> _INSTRUCTIONS TO FOLLOW_:
Return exactly the listing's lines, from its first line to the line holding "use std::str::FromStr;", ends included.
------ RECORDS SUPPLIED ------
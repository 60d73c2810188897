//! Webhook secret generation and sealing.
//!
//! Secrets never land in the GitOps repository in plain text. Each value is
//! encrypted for the cluster's sealing key and wrapped in a `SealedSecret`
//! resource; only the controller holding the matching identity can unseal it.

mod sealed;

use std::collections::BTreeMap;
use std::path::{Path, PathBuf};
use std::str::FromStr;

use base64::Engine;
use base64::engine::general_purpose::STANDARD;
use rand::Rng;
use thiserror::Error;
use tracing::debug;

use crate::k8s::NamespacedName;
use crate::util::expand_home;

pub use sealed::{SealedSecret, SealedSecretSpec, SecretTemplate};

const CHARSET: &[u8] = b"abcdefghijklmnopqrstuvwxyzABCDEFGHIJKLMNOPQRSTUVWXYZ0123456789$:#";

pub const OPAQUE: &str = "Opaque";
pub const DOCKER_CONFIG_JSON: &str = "kubernetes.io/dockerconfigjson";
const DOCKER_CONFIG_KEY: &str = ".dockerconfigjson";

#[derive(Debug, Error)]
pub enum SecretError {
  #[error("invalid sealing key: {reason}")]
  InvalidKey { reason: String },

  #[error("failed to seal secret {name}: {source}")]
  Seal { name: String, source: age::EncryptError },

  #[error("failed to read Docker config {}: {source}", path.display())]
  ReadDockerConfig { path: PathBuf, source: std::io::Error },
}

/// Random string of `len` characters suitable for a webhook secret.
pub fn generate_string(len: usize) -> String {
  let mut rng = rand::rng();
  (0..len)
    .map(|_| CHARSET[rng.random_range(0..CHARSET.len())] as char)
    .collect()
}

/// Encrypts secret data into a [`SealedSecret`].
pub trait SecretSealer {
  fn seal(
    &self,
    name: &NamespacedName,
    secret_type: &str,
    data: &BTreeMap<String, Vec<u8>>,
  ) -> Result<SealedSecret, SecretError>;
}

/// Seals values for an age X25519 recipient.
///
/// Each value is encrypted separately and stored base64 encoded.
#[derive(Clone)]
pub struct AgeSealer {
  recipient: age::x25519::Recipient,
}

impl std::fmt::Debug for AgeSealer {
  fn fmt(&self, f: &mut std::fmt::Formatter<'_>) -> std::fmt::Result {
    f.debug_struct("AgeSealer")
      .field("recipient", &self.recipient.to_string())
      .finish()
  }
}

impl AgeSealer {
  pub fn new(recipient: age::x25519::Recipient) -> Self {
    Self { recipient }
  }
}

impl FromStr for AgeSealer {
  type Err = SecretError;

  /// Parse an `age1...` public key.
  fn from_str(key: &str) -> Result<Self, Self::Err> {
    key
      .trim()
      .parse::<age::x25519::Recipient>()
      .map(Self::new)
      .map_err(|reason| SecretError::InvalidKey {
        reason: reason.to_string(),
      })
  }
}

impl SecretSealer for AgeSealer {
  fn seal(
    &self,
    name: &NamespacedName,
    secret_type: &str,
    data: &BTreeMap<String, Vec<u8>>,
  ) -> Result<SealedSecret, SecretError> {
    let mut encrypted = BTreeMap::new();
    for (key, value) in data {
      let ciphertext = age::encrypt(&self.recipient, value).map_err(|source| SecretError::Seal {
        name: name.to_string(),
        source,
      })?;
      encrypted.insert(key.clone(), STANDARD.encode(ciphertext));
    }
    debug!(secret = %name, keys = encrypted.len(), "sealed secret");
    Ok(SealedSecret::new(name, secret_type, encrypted))
  }
}

/// Seal a single plain-text value stored under `key`.
pub fn create_sealed_secret(
  sealer: &dyn SecretSealer,
  name: &NamespacedName,
  value: &str,
  key: &str,
) -> Result<SealedSecret, SecretError> {
  let data = BTreeMap::from([(key.to_string(), value.as_bytes().to_vec())]);
  sealer.seal(name, OPAQUE, &data)
}

/// Seal registry credentials read from a Docker `config.json`.
pub fn create_sealed_docker_config_secret(
  sealer: &dyn SecretSealer,
  name: &NamespacedName,
  config_path: &Path,
) -> Result<SealedSecret, SecretError> {
  let path = expand_home(config_path);
  let config = std::fs::read(&path).map_err(|source| SecretError::ReadDockerConfig { path, source })?;
  let data = BTreeMap::from([(DOCKER_CONFIG_KEY.to_string(), config)]);
  sealer.seal(name, DOCKER_CONFIG_JSON, &data)
}

#[cfg(test)]
mod tests {
  use age::x25519::Identity;
  use tempfile::TempDir;

  use super::*;

  fn sealer() -> (Identity, AgeSealer) {
    let identity = Identity::generate();
    let sealer = AgeSealer::new(identity.to_public());
    (identity, sealer)
  }

  fn unseal(identity: &Identity, value: &str) -> Vec<u8> {
    let ciphertext = STANDARD.decode(value).unwrap();
    age::decrypt(identity, &ciphertext).unwrap()
  }

  #[test]
  fn generated_strings_use_charset() {
    let s = generate_string(20);
    assert_eq!(s.chars().count(), 20);
    assert!(s.bytes().all(|b| CHARSET.contains(&b)));
    assert_ne!(generate_string(20), s);
  }

  #[test]
  fn sealed_secret_decrypts_with_identity() {
    let (identity, sealer) = sealer();
    let name = NamespacedName::new("cicd", "gitops-webhook-secret");

    let sealed = create_sealed_secret(&sealer, &name, "s3cret", "webhook-secret-key").unwrap();

    assert_eq!(sealed.metadata.name, "gitops-webhook-secret");
    assert_eq!(sealed.spec.template.kind, OPAQUE);
    let value = &sealed.spec.encrypted_data["webhook-secret-key"];
    assert!(!value.contains("s3cret"));
    assert_eq!(unseal(&identity, value), b"s3cret");
  }

  #[test]
  fn docker_config_secret() {
    let temp = TempDir::new().unwrap();
    let config = temp.path().join("config.json");
    std::fs::write(&config, r#"{"auths":{}}"#).unwrap();
    let (identity, sealer) = sealer();

    let sealed = create_sealed_docker_config_secret(&sealer, &NamespacedName::new("cicd", "regcred"), &config).unwrap();

    assert_eq!(sealed.spec.template.kind, DOCKER_CONFIG_JSON);
    assert_eq!(unseal(&identity, &sealed.spec.encrypted_data[".dockerconfigjson"]), br#"{"auths":{}}"#);
  }

  #[test]
  fn missing_docker_config_names_path() {
    let (_, sealer) = sealer();
    let err = create_sealed_docker_config_secret(
      &sealer,
      &NamespacedName::new("cicd", "regcred"),
      Path::new("/nonexistent/config.json"),
    )
    .unwrap_err();
    assert!(err.to_string().contains("/nonexistent/config.json"));
  }

  #[test]
  fn parse_sealing_key() {
    let identity = Identity::generate();
    let key = identity.to_public().to_string();
    assert!(key.parse::<AgeSealer>().is_ok());
    assert!(matches!("not-a-key".parse::<AgeSealer>(), Err(SecretError::InvalidKey { .. })));
  }
}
------
> _ANSWER TO THIS TASK_:
repository 60d73c2810188897
//! Webhook secret generation and sealing.
//!
//! Secrets never land in the GitOps repository in plain text. Each value is
//! encrypted for the cluster's sealing key and wrapped in a `SealedSecret`
//! resource; only the controller holding the matching identity can unseal it.

mod sealed;

use std::collections::BTreeMap;
use std::path::{Path, PathBuf};
use std::str::FromStr;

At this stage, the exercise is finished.